Calm yourself. I feel your Slavic blood rising. Can it be true, you wonder? Yes, Cossack, it was
n’t crazy Kostya. I’m the one who killed Eva. You won’t believe me if I tell you how sorry I was then, and still am. It was an accident. I was blind drunk on Siberian White Dynamite, drunker than all of you, I think, though everybody but Eva and I passed out. I was out of my mind, but that doesn’t bring her back, does it?
Why am I telling you this after all these years? Because it seems like the only way to get you back.
As an enemy, if not a friend.
You want the sordid details? I bet not. But maybe you can remember what happened when you were alone with her earlier? You attacked her, Cossack. When Kostya and I came back from pissing in the snow, she was on the floor screaming and you were on top of her, shaking her. I almost killed you myself.

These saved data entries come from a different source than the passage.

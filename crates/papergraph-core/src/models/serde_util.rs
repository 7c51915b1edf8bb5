use std::collections::BTreeMap;

use serde::{Deserialize, Deserializer};
use serde_json::Value;

/// Treat an explicit JSON `null` the same as a missing field.
pub(crate) fn null_as_default<'de, D, T>(deserializer: D) -> Result<T, D::Error>
where
    D: Deserializer<'de>,
    T: Default + Deserialize<'de>,
{
    Ok(Option::<T>::deserialize(deserializer)?.unwrap_or_default())
}

/// External ids arrive as strings or numbers (`CorpusId`); keep them all as strings.
pub(crate) fn external_ids<'de, D>(deserializer: D) -> Result<BTreeMap<String, String>, D::Error>
where
    D: Deserializer<'de>,
{
    let raw = Option::<BTreeMap<String, Value>>::deserialize(deserializer)?.unwrap_or_default();
    Ok(raw
        .into_iter()
        .filter_map(|(namespace, value)| {
            let id = match value {
                Value::String(s) => s,
                Value::Number(n) => n.to_string(),
                _ => return None,
            };
            (!id.trim().is_empty()).then_some((namespace, id))
        })
        .collect())
}
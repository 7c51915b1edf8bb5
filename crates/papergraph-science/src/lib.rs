//! Papergraph science: metadata lookup, citation graph building and PDF acquisition.

pub mod acquire;
pub mod error;
pub mod expand;
pub mod graph;
pub mod harvest;
pub mod http;
pub mod pool;
pub mod sources;
pub mod transport;

pub use acquire::{Acquirer, AcquisitionReport, Candidate, candidates};
pub use error::{Result, ScienceError};
pub use expand::{EdgeFetch, MetadataExpander};
pub use graph::{GraphBuilder, GraphReport};
pub use harvest::{HarvestOptions, HarvestReport, Harvester};
pub use pool::WorkerPool;
pub use sources::MetadataApi;
pub use sources::semantic_scholar::SemanticScholarSource;
pub use transport::{FallbackTransport, HttpTransport, Transport};
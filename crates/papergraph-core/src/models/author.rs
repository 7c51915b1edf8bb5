use std::collections::BTreeMap;

use serde::{Deserialize, Serialize};
use serde_json::{Map, Value};

use super::PaperRegistry;
use super::serde_util::null_as_default;

/// An author as listed on a paper or returned by the author endpoints.
#[derive(Debug, Clone, Default, PartialEq, Serialize, Deserialize)]
#[serde(rename_all = "camelCase")]
pub struct AuthorRecord {
    #[serde(default)]
    pub author_id: Option<String>,

    #[serde(default)]
    pub name: Option<String>,

    #[serde(default, deserialize_with = "null_as_default", skip_serializing_if = "Vec::is_empty")]
    pub aliases: Vec<String>,

    #[serde(default, deserialize_with = "null_as_default", skip_serializing_if = "Vec::is_empty")]
    pub affiliations: Vec<String>,

    #[serde(default, skip_serializing_if = "Option::is_none")]
    pub homepage: Option<String>,

    #[serde(default, skip_serializing_if = "Option::is_none")]
    pub paper_count: Option<u32>,

    #[serde(default, skip_serializing_if = "Option::is_none")]
    pub citation_count: Option<u32>,

    #[serde(default, skip_serializing_if = "Option::is_none")]
    pub h_index: Option<u32>,

    #[serde(flatten)]
    pub extra: Map<String, Value>,
}

/// Authors keyed by `authorId`, derived from a [`PaperRegistry`].
#[derive(Debug, Clone, Default, PartialEq, Serialize, Deserialize)]
#[serde(transparent)]
pub struct AuthorRegistry {
    authors: BTreeMap<String, AuthorRecord>,
}

impl AuthorRegistry {
    /// Collect every author with an id from the registry's author lists.
    /// A later occurrence of the same id replaces the earlier one.
    pub fn from_papers(registry: &PaperRegistry) -> Self {
        let mut authors = BTreeMap::new();
        for (_, paper) in registry.iter() {
            for author in &paper.authors {
                if let Some(id) = author.author_id.as_deref().filter(|id| !id.is_empty()) {
                    authors.insert(id.to_string(), author.clone());
                }
            }
        }
        Self { authors }
    }

    pub fn get(&self, author_id: &str) -> Option<&AuthorRecord> {
        self.authors.get(author_id)
    }

    pub fn len(&self) -> usize {
        self.authors.len()
    }

    pub fn is_empty(&self) -> bool {
        self.authors.is_empty()
    }

    pub fn iter(&self) -> impl Iterator<Item = (&String, &AuthorRecord)> {
        self.authors.iter()
    }
}
impl Harvester {
    pub fn new(
        api: Arc<dyn MetadataApi>,
        transport: Arc<dyn Transport>,
        store: StateStore,
        seed_titles: impl Into<PathBuf>,
        download_dir: impl Into<PathBuf>,
    ) -> Self {
        Self {
            api,
            transport,
            store,
            seed_titles: seed_titles.into(),
            download_dir: download_dir.into(),
        }
    }

    /// Semantic Scholar plus HTTP transport, with the relay route when `proxy` is set.
    pub fn from_config(config: &HarvestConfig, options: &HarvestOptions) -> Result<Self> {
        let api: Arc<dyn MetadataApi> = Arc::new(SemanticScholarSource::from_config(config)?);
        let direct: Arc<dyn Transport> = Arc::new(HttpTransport::from_config(config)?);
        let transport: Arc<dyn Transport> = if options.proxy {
            let relay = Arc::new(HttpTransport::relay_from_config(config)?);
            Arc::new(FallbackTransport::new(direct, relay))
        } else {
            direct
        };
        Ok(Self::new(
            api,
            transport,
            StateStore::new(config.state_dir()),
            config.seed_titles_path(),
            config.download_dir(),
        ))
    }

    pub async fn run(&self, options: &HarvestOptions) -> Result<HarvestReport> {
        let pool = WorkerPool::new(options.workers);
        let mut report = HarvestReport::default();
        let mut patterns = self.store.load_url_patterns()?;

        let mut registry = if options.redo || !self.store.has_papers() {
            let seeds = load_seed_titles(&self.seed_titles)?;
            let builder =
                GraphBuilder::new(self.api.clone(), pool).with_authors(options.include_authors);
            let (registry, graph) = builder.build(&seeds, &mut patterns).await;
            self.store.save_papers(&registry)?;
            self.store.save_url_patterns(&patterns)?;
            report.rebuilt = true;
            report.graph = Some(graph);
            registry
        } else {
            self.store.load_papers()?
        };
        info!(papers = registry.len(), "paper registry ready");

        if options.download {
            let crawled = match &options.crawled {
                Some(path) => {
                    let keys = load_key_list(path)?;
                    info!(crawled = keys.len(), "papers already crawled");
                    Some(keys)
                }
                None => None,
            };
            self.store.save_url_patterns(&patterns)?;
            let acquirer = Acquirer::new(self.transport.clone(), &self.download_dir, pool);
            let acquisition = acquirer
                .acquire(&mut registry, crawled.as_ref(), &patterns)
                .await?;
            self.store.save_papers(&registry)?;
            info!(papers = registry.len(), "paper registry after download");
            report.acquisition = Some(acquisition);
        }

        let keys = registry.key_set();
        for edges in [Edges::Citations, Edges::References] {
            let (closed, unavailable) = self.close_edges(registry, &keys, edges, pool).await;
            registry = closed;
            report.closure_unavailable += unavailable;
            self.store.save_papers(&registry)?;
        }

        let authors = AuthorRegistry::from_papers(&registry);
        self.store.save_authors(&authors)?;
        info!(authors = authors.len(), "author registry written");

        report.papers = registry.len();
        report.authors = authors.len();
        report.url_patterns = patterns.len();
        Ok(report)
    }

    /// Fetch one edge kind for every entry and keep only edges pointing at
    /// `keys`. Entries stay under the keys they were stored with.
    async fn close_edges(
        &self,
        registry: PaperRegistry,
        keys: &HashSet<DedupKey>,
        edges: Edges,
        pool: WorkerPool,
    ) -> (PaperRegistry, usize) {
        let expander = &MetadataExpander::new(self.api.clone());
        let outcomes = pool
            .map(registry, |(key, mut paper)| async move {
                let fetched = match edges {
                    Edges::Citations => expander.expand_citations_within(&mut paper, keys).await,
                    Edges::References => expander.expand_references_within(&mut paper, keys).await,
                };
                (key, paper, fetched)
            })
            .await;

        let mut unavailable = 0;
        let registry: PaperRegistry = outcomes
            .into_iter()
            .map(|(key, paper, fetched)| {
                unavailable += usize::from(fetched == EdgeFetch::Unavailable);
                (key, paper)
            })
            .collect();
        info!(?edges, papers = registry.len(), unavailable, "closure pass filtered");
        (registry, unavailable)
    }
}

#[derive(Debug, Clone, Copy)]
enum Edges {
    Citations,
    References,
}
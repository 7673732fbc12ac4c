use time::format_description::FormatItem;
use time::macros::format_description;
use time::{Date, Duration};

use crate::error::{ApiError, ApiResult};
use crate::repo::{DayMeals, WeekMeals};

/// Canonical day names. Every module that turns a day name into a date or an
/// offset goes through this table; the slot names live on
/// [`DayMeals::slots`](crate::repo::DayMeals::slots).
pub const DAYS: [&str; 7] = [
    "monday",
    "tuesday",
    "wednesday",
    "thursday",
    "friday",
    "saturday",
    "sunday",
];

const DATE_FMT: &[FormatItem<'static>] = format_description!("[year]-[month]-[day]");

/// Offset of a day within its week: monday → 0 .. sunday → 6.
pub fn day_offset(day: &str) -> Option<i64> {
    DAYS.iter().position(|d| *d == day).map(|i| i as i64)
}

/// Date of `day` in the week starting at `week_start` (a Monday).
/// Unknown day names yield None.
pub fn date_for_day(week_start: Date, day: &str) -> Option<Date> {
    Some(week_start + Duration::days(day_offset(day)?))
}

/// The Monday of the week containing `date`.
pub fn monday_of(date: Date) -> Date {
    date - Duration::days(i64::from(date.weekday().number_days_from_monday()))
}

/// Parse a client-supplied date. Accepts a bare `YYYY-MM-DD` or a full ISO
/// timestamp (trailing `Z` included); only the date part is kept.
pub fn parse_date(raw: &str) -> ApiResult<Date> {
    let trimmed = raw.trim();
    let date_part = trimmed.get(..10).unwrap_or(trimmed);
    Date::parse(date_part, DATE_FMT).map_err(|_| ApiError::invalid(format!("Invalid date: {raw}")))
}

/// Parse a client-supplied week-start value; any day of the target week may
/// be sent, so callers that key storage on it must normalize with
/// [`monday_of`] where required.
pub fn parse_week_start(raw: &str) -> ApiResult<Date> {
    parse_date(raw).map_err(|_| ApiError::invalid(format!("Invalid week start date: {raw}")))
}

pub fn format_date(date: Date) -> String {
    // The format only contains infallible components.
    date.format(DATE_FMT).unwrap_or_default()
}

/// Empty skeleton: all seven days present, all four slots null.
pub fn empty_week() -> WeekMeals {
    DAYS.iter()
        .map(|d| (d.to_string(), DayMeals::default()))
        .collect()
}

/// "breakfast" → "Breakfast", for notification copy.
pub fn title_case(word: &str) -> String {
    let mut chars = word.chars();
    match chars.next() {
        Some(first) => first.to_uppercase().collect::<String>() + chars.as_str(),
        None => String::new(),
    }
}

#[cfg(test)]
mod tests {
    use super::*;
    use time::macros::date;

    #[test]
    fn day_offsets_span_the_week() {
        assert_eq!(day_offset("monday"), Some(0));
        assert_eq!(day_offset("thursday"), Some(3));
        assert_eq!(day_offset("sunday"), Some(6));
        assert_eq!(day_offset("caturday"), None);
    }

    #[test]
    fn date_for_day_walks_from_week_start() {
        let monday = date!(2025 - 06 - 09);
        assert_eq!(date_for_day(monday, "monday"), Some(monday));
        assert_eq!(date_for_day(monday, "wednesday"), Some(date!(2025 - 06 - 11)));
        assert_eq!(date_for_day(monday, "sunday"), Some(date!(2025 - 06 - 15)));
        assert_eq!(date_for_day(monday, "someday"), None);
    }

    #[test]
    fn monday_of_normalizes_any_weekday() {
        // 2025-06-11 is a Wednesday.
        assert_eq!(monday_of(date!(2025 - 06 - 11)), date!(2025 - 06 - 09));
        assert_eq!(monday_of(date!(2025 - 06 - 09)), date!(2025 - 06 - 09));
        assert_eq!(monday_of(date!(2025 - 06 - 15)), date!(2025 - 06 - 09));
    }

    #[test]
    fn parse_accepts_bare_dates_and_iso_timestamps() {
        assert_eq!(parse_week_start("2025-06-09").unwrap(), date!(2025 - 06 - 09));
        assert_eq!(
            parse_week_start("2025-06-09T00:00:00.000Z").unwrap(),
            date!(2025 - 06 - 09)
        );
        assert_eq!(
            parse_week_start(" 2025-06-09T14:30:00Z ").unwrap(),
            date!(2025 - 06 - 09)
        );
        assert!(parse_week_start("next monday").is_err());
        assert!(parse_week_start("").is_err());
    }

    #[test]
    fn empty_week_has_all_days_and_null_slots() {
        let week = empty_week();
        assert_eq!(week.len(), 7);
        for day in DAYS {
            let meals = week.get(day).expect("day present");
            assert!(meals.slots().iter().all(|(_, slot)| slot.is_none()));
        }
    }

    #[test]
    fn title_case_capitalizes_slot_names() {
        assert_eq!(title_case("breakfast"), "Breakfast");
        assert_eq!(title_case(""), "");
    }
}
use axum::{
    extract::{Path, State},
    http::StatusCode,
    Json,
};
use serde::Deserialize;
use time::OffsetDateTime;
use tracing::{info, instrument};
use uuid::Uuid;

use crate::error::{ApiError, ApiResult};
use crate::repo::{kinds, Notification};
use crate::state::AppState;

use super::repo::{self, Donation};

#[derive(Debug, Default, Deserialize)]
#[serde(rename_all = "camelCase")]
pub struct DonationRequest {
    #[serde(default, alias = "pickup_date")]
    pub pickup_date: Option<String>,
    #[serde(default, alias = "pickup_location")]
    pub pickup_location: Option<String>,
}

fn parse_donation_id(raw: &str) -> ApiResult<Uuid> {
    Uuid::parse_str(raw).map_err(|_| ApiError::invalid("Invalid donation ID format"))
}

/// POST /donations/{item_id} — convert an inventory item into a donation and
/// drop the item from the inventory.
#[instrument(skip(state, body))]
pub async fn convert_to_donation(
    State(state): State<AppState>,
    Path(item_id): Path<String>,
    Json(body): Json<DonationRequest>,
) -> ApiResult<(StatusCode, Json<Donation>)> {
    let item_id =
        Uuid::parse_str(&item_id).map_err(|_| ApiError::invalid("Invalid item ID format"))?;

    let item = state
        .repos
        .inventory
        .find(item_id)
        .await?
        .ok_or_else(|| ApiError::not_found("Inventory item not found"))?;

    let donation = repo::insert_from_item(
        &state.db,
        &item,
        body.pickup_location.as_deref(),
        body.pickup_date.as_deref(),
    )
    .await?;
    state.repos.inventory.delete(item_id).await?;

    state
        .repos
        .notifications
        .insert(&Notification {
            id: Uuid::new_v4(),
            user_id: Some(item.user_id.clone()),
            kind: kinds::DONATION.to_string(),
            title: format!("Item donated: {}", item.name),
            message: format!("{} is listed for donation.", item.name),
            created_at: OffsetDateTime::now_utc(),
            send_at: None,
            meal_entry_id: None,
            notif_label: None,
            is_read: false,
            show_action: false,
        })
        .await?;

    info!(donation_id = %donation.id, item_id = %item_id, "inventory item donated");
    Ok((StatusCode::CREATED, Json(donation)))
}

/// GET /donations
#[instrument(skip(state))]
pub async fn list_donations(State(state): State<AppState>) -> ApiResult<Json<Vec<Donation>>> {
    let donations = repo::list_all(&state.db).await?;
    Ok(Json(donations))
}

/// GET /donations/{id}
#[instrument(skip(state))]
pub async fn get_donation(
    State(state): State<AppState>,
    Path(id): Path<String>,
) -> ApiResult<Json<Donation>> {
    let id = parse_donation_id(&id)?;
    let donation = repo::find(&state.db, id)
        .await?
        .ok_or_else(|| ApiError::not_found("Donation not found"))?;
    Ok(Json(donation))
}

/// DELETE /donations/{id}
#[instrument(skip(state))]
pub async fn delete_donation(
    State(state): State<AppState>,
    Path(id): Path<String>,
) -> ApiResult<StatusCode> {
    let id = parse_donation_id(&id)?;
    let deleted = repo::delete(&state.db, id).await?;
    if !deleted {
        return Err(ApiError::not_found("Donation not found"));
    }
    Ok(StatusCode::NO_CONTENT)
}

Christ, she was lovely that night! And you saw the way she started hanging around me after what happened with you. Suddenly we were alone. What was I supposed to do? I did exactly what you tried to do.
But she fought me too. I wasn’t expecting that. And she started screaming again. How she was engaged to you. All about her sacred virtue. She was hysterical. I was afraid she’d rouse you and Kostya.
I only wanted to stop her screaming, like you did. But she wouldn’t stop. Until it was too late. I couldn’t believe she was gone, Cossack. But she was. I think being betrayed by both of us was too much for Eva. She couldn’t handle it. She preferred to die, that’s what I really think.
I had no choice after that. You and Kostya would never have believed it was an accident. I had to strip all our clothes off and make it look like Kostya did it and then ran off with our stuff. I could barely get that fucking giant over my shoulder, but I did it. I managed to carry him through the snowstorm clear down to the river and chop open one of the holes left by some ice fishermen and stuff him in, along with most of our clothes and money.